---- STORED DATA

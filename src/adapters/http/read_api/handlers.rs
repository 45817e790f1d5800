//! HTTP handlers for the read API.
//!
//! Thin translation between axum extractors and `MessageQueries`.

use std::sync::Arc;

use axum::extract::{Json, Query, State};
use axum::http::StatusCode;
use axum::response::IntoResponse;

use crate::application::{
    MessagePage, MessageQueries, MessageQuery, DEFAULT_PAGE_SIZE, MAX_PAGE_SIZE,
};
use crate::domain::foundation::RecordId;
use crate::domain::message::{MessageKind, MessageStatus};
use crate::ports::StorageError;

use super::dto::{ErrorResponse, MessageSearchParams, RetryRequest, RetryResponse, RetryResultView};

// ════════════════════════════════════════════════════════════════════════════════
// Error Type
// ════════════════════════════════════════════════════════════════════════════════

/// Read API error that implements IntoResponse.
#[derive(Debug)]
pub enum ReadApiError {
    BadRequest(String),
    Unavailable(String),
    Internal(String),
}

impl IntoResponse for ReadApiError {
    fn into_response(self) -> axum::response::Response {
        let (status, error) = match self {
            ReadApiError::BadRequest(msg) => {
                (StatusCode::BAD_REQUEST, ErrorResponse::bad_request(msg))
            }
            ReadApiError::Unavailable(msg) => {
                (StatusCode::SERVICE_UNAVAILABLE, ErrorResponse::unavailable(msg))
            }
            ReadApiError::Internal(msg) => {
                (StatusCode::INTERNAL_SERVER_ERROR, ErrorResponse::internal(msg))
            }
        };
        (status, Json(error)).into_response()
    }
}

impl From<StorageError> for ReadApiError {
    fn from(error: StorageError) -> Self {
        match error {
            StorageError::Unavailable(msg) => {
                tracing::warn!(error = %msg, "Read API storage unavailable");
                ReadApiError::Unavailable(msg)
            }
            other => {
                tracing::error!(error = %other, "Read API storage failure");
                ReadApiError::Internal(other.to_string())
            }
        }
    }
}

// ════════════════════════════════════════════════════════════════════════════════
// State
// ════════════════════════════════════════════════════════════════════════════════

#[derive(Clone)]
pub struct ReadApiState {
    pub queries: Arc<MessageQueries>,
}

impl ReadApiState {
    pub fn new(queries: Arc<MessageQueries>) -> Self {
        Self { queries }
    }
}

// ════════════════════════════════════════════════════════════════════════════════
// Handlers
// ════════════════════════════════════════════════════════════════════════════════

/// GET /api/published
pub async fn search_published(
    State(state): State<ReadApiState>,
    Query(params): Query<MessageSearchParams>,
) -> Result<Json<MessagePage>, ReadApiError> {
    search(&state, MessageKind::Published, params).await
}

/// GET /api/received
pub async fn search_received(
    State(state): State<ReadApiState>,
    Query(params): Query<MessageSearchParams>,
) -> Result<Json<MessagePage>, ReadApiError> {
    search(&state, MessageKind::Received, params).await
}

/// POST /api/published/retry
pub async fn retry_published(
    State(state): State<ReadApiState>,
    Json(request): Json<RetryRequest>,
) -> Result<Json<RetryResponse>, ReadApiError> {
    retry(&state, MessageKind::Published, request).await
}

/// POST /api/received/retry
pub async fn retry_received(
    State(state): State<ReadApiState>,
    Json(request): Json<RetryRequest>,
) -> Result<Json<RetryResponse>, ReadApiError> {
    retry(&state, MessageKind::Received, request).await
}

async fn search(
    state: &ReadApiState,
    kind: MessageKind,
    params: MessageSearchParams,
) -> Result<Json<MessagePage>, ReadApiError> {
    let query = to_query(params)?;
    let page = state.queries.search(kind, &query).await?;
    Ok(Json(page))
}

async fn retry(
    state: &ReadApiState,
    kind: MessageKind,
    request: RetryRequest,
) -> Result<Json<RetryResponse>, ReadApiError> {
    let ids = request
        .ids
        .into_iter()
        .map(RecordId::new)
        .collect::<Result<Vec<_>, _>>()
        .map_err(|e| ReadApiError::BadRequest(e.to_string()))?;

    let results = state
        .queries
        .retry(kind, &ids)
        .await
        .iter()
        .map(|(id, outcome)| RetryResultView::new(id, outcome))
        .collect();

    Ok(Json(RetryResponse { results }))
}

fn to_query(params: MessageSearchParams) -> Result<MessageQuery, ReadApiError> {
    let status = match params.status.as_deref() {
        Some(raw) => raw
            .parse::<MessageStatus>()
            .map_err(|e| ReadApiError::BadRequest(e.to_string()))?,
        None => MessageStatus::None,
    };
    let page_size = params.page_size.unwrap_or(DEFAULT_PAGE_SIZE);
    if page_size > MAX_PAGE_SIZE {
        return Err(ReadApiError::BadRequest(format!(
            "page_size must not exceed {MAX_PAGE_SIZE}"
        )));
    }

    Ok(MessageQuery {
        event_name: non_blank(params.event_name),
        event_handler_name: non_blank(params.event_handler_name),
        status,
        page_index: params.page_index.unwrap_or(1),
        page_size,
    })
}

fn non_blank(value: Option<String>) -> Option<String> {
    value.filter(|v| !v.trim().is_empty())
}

--------
---- STORED DATA

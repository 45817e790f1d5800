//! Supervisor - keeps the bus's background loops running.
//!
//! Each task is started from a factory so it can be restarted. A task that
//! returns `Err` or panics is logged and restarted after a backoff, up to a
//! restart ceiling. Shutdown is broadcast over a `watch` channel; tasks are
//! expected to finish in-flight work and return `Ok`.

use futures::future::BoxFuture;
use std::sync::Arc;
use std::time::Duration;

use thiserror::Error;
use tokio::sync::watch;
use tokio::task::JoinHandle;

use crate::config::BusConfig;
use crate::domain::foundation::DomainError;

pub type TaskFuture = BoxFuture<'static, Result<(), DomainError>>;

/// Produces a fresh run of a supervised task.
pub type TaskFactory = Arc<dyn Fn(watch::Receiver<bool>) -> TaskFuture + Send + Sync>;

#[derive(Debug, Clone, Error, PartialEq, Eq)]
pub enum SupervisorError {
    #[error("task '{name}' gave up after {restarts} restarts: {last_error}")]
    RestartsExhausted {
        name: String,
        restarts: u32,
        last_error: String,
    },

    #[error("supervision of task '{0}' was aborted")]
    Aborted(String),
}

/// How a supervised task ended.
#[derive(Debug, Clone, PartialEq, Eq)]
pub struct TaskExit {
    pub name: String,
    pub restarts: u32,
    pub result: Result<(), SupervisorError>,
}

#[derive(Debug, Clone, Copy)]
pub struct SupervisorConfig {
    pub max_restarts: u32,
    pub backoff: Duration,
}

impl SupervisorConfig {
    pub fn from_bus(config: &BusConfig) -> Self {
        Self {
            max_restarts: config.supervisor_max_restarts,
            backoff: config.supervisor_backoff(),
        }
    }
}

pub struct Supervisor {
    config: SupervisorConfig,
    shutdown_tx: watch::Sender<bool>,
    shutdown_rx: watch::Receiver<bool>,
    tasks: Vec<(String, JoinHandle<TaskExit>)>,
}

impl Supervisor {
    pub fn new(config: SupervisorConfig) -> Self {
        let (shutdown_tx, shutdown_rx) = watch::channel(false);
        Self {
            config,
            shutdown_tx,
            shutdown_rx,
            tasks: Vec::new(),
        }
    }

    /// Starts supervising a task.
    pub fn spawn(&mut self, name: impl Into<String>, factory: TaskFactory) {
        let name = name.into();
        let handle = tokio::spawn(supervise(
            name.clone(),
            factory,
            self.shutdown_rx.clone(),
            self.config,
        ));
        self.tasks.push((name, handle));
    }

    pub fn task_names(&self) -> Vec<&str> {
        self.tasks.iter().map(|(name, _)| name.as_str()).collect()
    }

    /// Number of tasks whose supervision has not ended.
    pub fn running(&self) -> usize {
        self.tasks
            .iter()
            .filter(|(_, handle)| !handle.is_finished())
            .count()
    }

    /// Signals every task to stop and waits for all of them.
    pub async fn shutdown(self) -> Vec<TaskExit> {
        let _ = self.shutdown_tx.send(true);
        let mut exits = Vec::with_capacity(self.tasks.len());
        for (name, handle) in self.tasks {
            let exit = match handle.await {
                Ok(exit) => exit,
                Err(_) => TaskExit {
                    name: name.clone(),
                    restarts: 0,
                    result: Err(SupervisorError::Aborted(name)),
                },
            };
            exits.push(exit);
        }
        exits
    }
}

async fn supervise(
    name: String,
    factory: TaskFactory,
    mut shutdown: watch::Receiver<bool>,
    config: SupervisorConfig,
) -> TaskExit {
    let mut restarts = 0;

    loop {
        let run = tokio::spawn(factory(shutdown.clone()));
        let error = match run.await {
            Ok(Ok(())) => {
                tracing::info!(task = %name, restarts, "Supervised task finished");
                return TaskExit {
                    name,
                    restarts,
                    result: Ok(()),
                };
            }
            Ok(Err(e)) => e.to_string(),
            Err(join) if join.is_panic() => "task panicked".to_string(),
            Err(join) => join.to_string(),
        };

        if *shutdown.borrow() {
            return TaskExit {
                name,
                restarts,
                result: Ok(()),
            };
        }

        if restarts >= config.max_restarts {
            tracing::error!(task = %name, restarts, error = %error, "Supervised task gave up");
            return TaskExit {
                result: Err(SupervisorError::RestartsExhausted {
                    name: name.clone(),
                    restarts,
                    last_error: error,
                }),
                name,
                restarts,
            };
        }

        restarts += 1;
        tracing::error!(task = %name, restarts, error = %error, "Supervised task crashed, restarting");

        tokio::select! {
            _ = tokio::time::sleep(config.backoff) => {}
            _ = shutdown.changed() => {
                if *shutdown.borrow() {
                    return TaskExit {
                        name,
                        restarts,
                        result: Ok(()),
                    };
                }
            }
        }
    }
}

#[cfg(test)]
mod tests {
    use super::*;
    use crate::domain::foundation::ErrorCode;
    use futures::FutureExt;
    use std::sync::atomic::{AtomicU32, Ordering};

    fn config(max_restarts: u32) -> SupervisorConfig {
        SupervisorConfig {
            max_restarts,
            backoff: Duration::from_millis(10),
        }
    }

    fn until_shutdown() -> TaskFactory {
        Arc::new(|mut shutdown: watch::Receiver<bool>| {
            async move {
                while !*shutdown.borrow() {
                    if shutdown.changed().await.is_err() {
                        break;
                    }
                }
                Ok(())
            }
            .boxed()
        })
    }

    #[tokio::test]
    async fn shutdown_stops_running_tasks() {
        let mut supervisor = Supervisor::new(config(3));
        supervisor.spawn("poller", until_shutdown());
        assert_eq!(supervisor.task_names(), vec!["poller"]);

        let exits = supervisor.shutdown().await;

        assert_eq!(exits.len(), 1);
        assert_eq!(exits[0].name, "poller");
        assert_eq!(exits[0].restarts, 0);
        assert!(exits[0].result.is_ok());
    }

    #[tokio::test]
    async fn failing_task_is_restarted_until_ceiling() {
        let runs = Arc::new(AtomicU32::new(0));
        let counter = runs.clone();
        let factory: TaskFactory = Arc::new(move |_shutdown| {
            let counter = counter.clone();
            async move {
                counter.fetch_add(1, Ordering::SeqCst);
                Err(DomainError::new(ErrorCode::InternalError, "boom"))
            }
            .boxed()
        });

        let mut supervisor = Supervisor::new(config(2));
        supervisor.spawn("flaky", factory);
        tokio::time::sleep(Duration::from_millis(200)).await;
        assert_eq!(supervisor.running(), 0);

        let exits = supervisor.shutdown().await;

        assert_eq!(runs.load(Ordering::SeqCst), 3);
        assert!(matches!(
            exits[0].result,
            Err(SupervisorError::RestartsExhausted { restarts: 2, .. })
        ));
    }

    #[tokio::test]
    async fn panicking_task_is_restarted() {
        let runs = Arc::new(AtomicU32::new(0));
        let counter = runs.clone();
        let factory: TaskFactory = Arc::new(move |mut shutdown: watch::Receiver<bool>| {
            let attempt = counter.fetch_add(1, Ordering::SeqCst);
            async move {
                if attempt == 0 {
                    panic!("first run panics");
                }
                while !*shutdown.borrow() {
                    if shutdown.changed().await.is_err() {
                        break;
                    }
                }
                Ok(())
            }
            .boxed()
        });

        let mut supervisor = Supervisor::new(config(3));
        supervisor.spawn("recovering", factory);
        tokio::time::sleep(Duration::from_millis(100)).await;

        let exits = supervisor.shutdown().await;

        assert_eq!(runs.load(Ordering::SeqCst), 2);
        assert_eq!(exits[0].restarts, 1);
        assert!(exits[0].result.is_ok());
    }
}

--------
---- STORED DATA

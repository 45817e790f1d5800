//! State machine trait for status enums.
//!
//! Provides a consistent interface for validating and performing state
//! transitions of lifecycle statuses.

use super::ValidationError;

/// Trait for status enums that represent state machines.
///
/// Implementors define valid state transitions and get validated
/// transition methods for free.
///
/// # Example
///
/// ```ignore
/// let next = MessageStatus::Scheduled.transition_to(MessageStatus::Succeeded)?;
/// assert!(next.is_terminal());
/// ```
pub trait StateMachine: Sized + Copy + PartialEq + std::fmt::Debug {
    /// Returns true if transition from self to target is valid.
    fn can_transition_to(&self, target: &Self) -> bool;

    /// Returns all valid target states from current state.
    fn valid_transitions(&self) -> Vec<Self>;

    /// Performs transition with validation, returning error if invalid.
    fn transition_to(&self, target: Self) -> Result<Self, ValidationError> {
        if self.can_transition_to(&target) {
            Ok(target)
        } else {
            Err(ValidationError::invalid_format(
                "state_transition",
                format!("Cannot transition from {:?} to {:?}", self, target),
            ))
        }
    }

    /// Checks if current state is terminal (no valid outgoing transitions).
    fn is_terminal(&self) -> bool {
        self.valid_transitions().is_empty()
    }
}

--------

■ **ABOUT THIS EXERCISE**:
Every line with "MessageSearchParams" in it should be copied from the entries above.

■ **RESPONSE AREA**:
use super::dto::{ErrorResponse, MessageSearchParams, RetryRequest, RetryResponse, RetryResultView};
    Query(params): Query<MessageSearchParams>,
    Query(params): Query<MessageSearchParams>,
    params: MessageSearchParams,
fn to_query(params: MessageSearchParams) -> Result<MessageQuery, ReadApiError> {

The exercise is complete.